Yani denize en kolay ulaşımın adresi olacak İzmir... Ve bu da, Türkiye'deki diğer metropoller arasından zirveye çıkaracak İzmir'i...
Sözün özü, İzmir, denize ulaşmada da avantaj demek.
GÜNÜN SÖZÜ
Nankör insan, her şeyin fiyatını bilen hiçbir şeyin değerini bilmeyen kimsedir.
Oscar Wilde
Ramazan ayını özgür yaşamak
Ramazan, kutsal bir ay biz Müslümanlar için... Dinimizin gereğini yerine getirmeye çalışıyoruz hepimiz...
Şimdi içindeyiz bu özel günlerin...
Kimi bu derin yaz sıcağında ve bu en uzun günlerde eksiksiz yerine getiriyor dini görevini, kimi ara ara tutuyor orucunu... Kimisi de dayanamıyor sıcağa, çeşitli nedenlerle yapamıyor görevini...
Ancak şuna eminim, herkes bir şekilde oruç tutmaya çabalıyor, bu da bir gerçek...
Tutamasa da, tutana saygı gösteriyor. Bizi biz yapan özelliklerden en önemlisi de bu olsa gerek...
Çünkü, kimse kimseyi zorlamıyor. İzmir'de yaşayanlar, her bilinçli insan gibi, biliyor ki, oruç tutmak, sadece Allah'a karşı bir görev...
Herkes bundan "bireysel" biçimde sorumlu... Kişiye ya da topluma göre değişmiyor bu dini kural.
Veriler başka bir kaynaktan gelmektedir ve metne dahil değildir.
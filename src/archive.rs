//! Enumeration and extraction of ZIP archive entries.

use std::fs::File;
use std::io::{self, BufReader, Read, Seek};
use std::path::{Path, PathBuf};

use log::debug;
use zip::{ZipArchive, result::ZipError};

use crate::{Error, Result};

/// File type bits of a Unix mode.
const S_IFMT: u32 = 0o170_000;
/// File type of regular files.
const S_IFREG: u32 = 0o100_000;

/// Entry of a ZIP archive.
#[derive(Debug, Clone, PartialEq, Eq)]
pub struct ArchiveEntry {
	/// Path of the entry inside the archive.
	pub name: String,
	/// Whether the entry is a regular file.
	///
	/// Directories and entries whose Unix mode marks another file type like a symbolic link are
	/// not. Entries without file type bits count as regular files unless they are directories.
	pub is_file: bool,
	/// Uncompressed size in bytes.
	pub size: u64,
}

impl ArchiveEntry {
	/// Whether the entry is a regular file with a case-sensitive `.csv` extension.
	pub fn is_csv(&self) -> bool {
		self.is_file && self.name.ends_with(".csv")
	}
}

/// ZIP archive read entry by entry.
pub struct Archive<R: Read + Seek> {
	path: PathBuf,
	zip: ZipArchive<R>,
}

impl Archive<BufReader<File>> {
	/// Opens the ZIP archive at `path`.
	pub fn open<P: AsRef<Path>>(path: P) -> Result<Self> {
		let path = path.as_ref();
		File::open(path)
			.map_err(ZipError::from)
			.and_then(|file| Self::new(BufReader::new(file), path))
			.map_err(|source| Error::ArchiveOpen {
				path: path.to_path_buf(),
				source,
			})
	}
}

impl<R: Read + Seek> Archive<R> {
	/// Reads the central directory of the ZIP archive in `reader` labelled by `path`.
	pub fn new<P: Into<PathBuf>>(reader: R, path: P) -> std::result::Result<Self, ZipError> {
		let path = path.into();
		let zip = ZipArchive::new(reader)?;
		debug!(
			"{:?}: indexing {} file{}",
			path,
			zip.len(),
			if zip.len() == 1 { "" } else { "s" }
		);
		Ok(Self { path, zip })
	}
	/// Path the archive was opened from.
	pub fn path(&self) -> &Path {
		&self.path
	}
	/// All entries in central directory order.
	pub fn entries(&mut self) -> Result<Vec<ArchiveEntry>> {
		(0..self.zip.len())
			.map(|index| {
				let file = self.zip.by_index_raw(index).map_err(|source| Error::ArchiveRead {
					path: self.path.clone(),
					entry: format!("file[{index}]"),
					source: source.into(),
				})?;
				let is_dir = file.is_dir();
				let is_file = !is_dir
					&& match file.unix_mode().map(|mode| mode & S_IFMT) {
						Some(0) | None => true,
						Some(kind) => kind == S_IFREG,
					};
				Ok(ArchiveEntry {
					name: file.name().to_string(),
					is_file,
					size: file.size(),
				})
			})
			.collect()
	}
	/// Names of the regular `.csv` files in central directory order.
	pub fn csv_entries(&mut self) -> Result<Vec<String>> {
		let entries = self.entries()?;
		let mut size = 0;
		let names = entries
			.into_iter()
			.filter(ArchiveEntry::is_csv)
			.map(|entry| {
				size += entry.size;
				entry.name
			})
			.collect::<Vec<_>>();
		debug!(
			"{:?}: selecting {} CSV file(s) of {} bytes",
			self.path,
			names.len(),
			size
		);
		Ok(names)
	}
	/// Reads the uncompressed content of entry `name`.
	pub fn read(&mut self, name: &str) -> Result<Vec<u8>> {
		let read = |source: io::Error| Error::ArchiveRead {
			path: self.path.clone(),
			entry: name.to_string(),
			source,
		};
		let mut file = self.zip.by_name(name).map_err(|err| read(err.into()))?;
		let mut bytes = Vec::with_capacity(usize::try_from(file.size()).unwrap_or_default());
		file.read_to_end(&mut bytes).map_err(read)?;
		Ok(bytes)
	}
}

#[cfg(test)]
mod tests {
	use super::*;
	use std::io::{Cursor, Write};
	use zip::{ZipWriter, write::SimpleFileOptions};

	fn archive(files: &[(&str, &str)]) -> Archive<Cursor<Vec<u8>>> {
		let mut zip = ZipWriter::new(Cursor::new(Vec::new()));
		let options = SimpleFileOptions::default();
		for (name, content) in files {
			if name.ends_with('/') {
				zip.add_directory(*name, options).unwrap();
			} else {
				zip.start_file(*name, options).unwrap();
				zip.write_all(content.as_bytes()).unwrap();
			}
		}
		Archive::new(zip.finish().unwrap(), "memory.zip").unwrap()
	}

	#[test]
	fn selects_regular_csv_files() {
		let mut zip = archive(&[
			("a.csv", "x\n1\n"),
			("b.txt", ""),
			("c.CSV", ""),
			("dir/", ""),
		]);
		assert_eq!(zip.csv_entries().unwrap(), ["a.csv"]);
		let entries = zip.entries().unwrap();
		assert_eq!(entries.len(), 4);
		assert_eq!(entries[0].size, 4);
		assert!(!entries[3].is_file);
	}

	#[test]
	fn skips_symbolic_links() {
		let mut zip = ZipWriter::new(Cursor::new(Vec::new()));
		let options = SimpleFileOptions::default();
		zip.start_file("a.csv", options).unwrap();
		zip.add_symlink("b.csv", "a.csv", options).unwrap();
		let mut zip = Archive::new(zip.finish().unwrap(), "memory.zip").unwrap();
		assert_eq!(zip.csv_entries().unwrap(), ["a.csv"]);
	}

	#[test]
	fn keeps_nested_names_in_order() {
		let mut zip = archive(&[("z/b.csv", ""), ("a.csv", ""), ("z/a.csv", "")]);
		assert_eq!(zip.csv_entries().unwrap(), ["z/b.csv", "a.csv", "z/a.csv"]);
	}

	#[test]
	fn reads_entry_content() {
		let mut zip = archive(&[("x.csv", "a,b\n1.0,2.0\n")]);
		assert_eq!(zip.read("x.csv").unwrap(), b"a,b\n1.0,2.0\n");
		assert!(matches!(
			zip.read("missing.csv"),
			Err(Error::ArchiveRead { entry, .. }) if entry == "missing.csv"
		));
	}

	#[test]
	fn rejects_missing_and_invalid_archives() {
		let dir = tempfile::TempDir::new().unwrap();
		let path = dir.path().join("none.zip");
		assert!(matches!(Archive::open(&path), Err(Error::ArchiveOpen { .. })));
		std::fs::write(&path, "no zip").unwrap();
		assert!(matches!(Archive::open(&path), Err(Error::ArchiveOpen { .. })));
	}
}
Zorlama yok, aşağılama yok, dayatma yok.
Yani, her şey, laik bir devlet yapısında olması gerektiği gibi...
En mükemmel din olan İslamiyeti, yobazlığın, gericiliğin, fitnenin pençesine sokmadan, bilinçli yaşamak özeti.
Ne de güzel düşünmüş yüce Atatürk.
Bugün, Arap ükelerinden daha çağdaş, daha güçlü, daha yürekli bir Türkiye varsa yeryüzünde, nedeni, onun attığı temellerdir.
Yaşadıklarımız bunu doğruluyor.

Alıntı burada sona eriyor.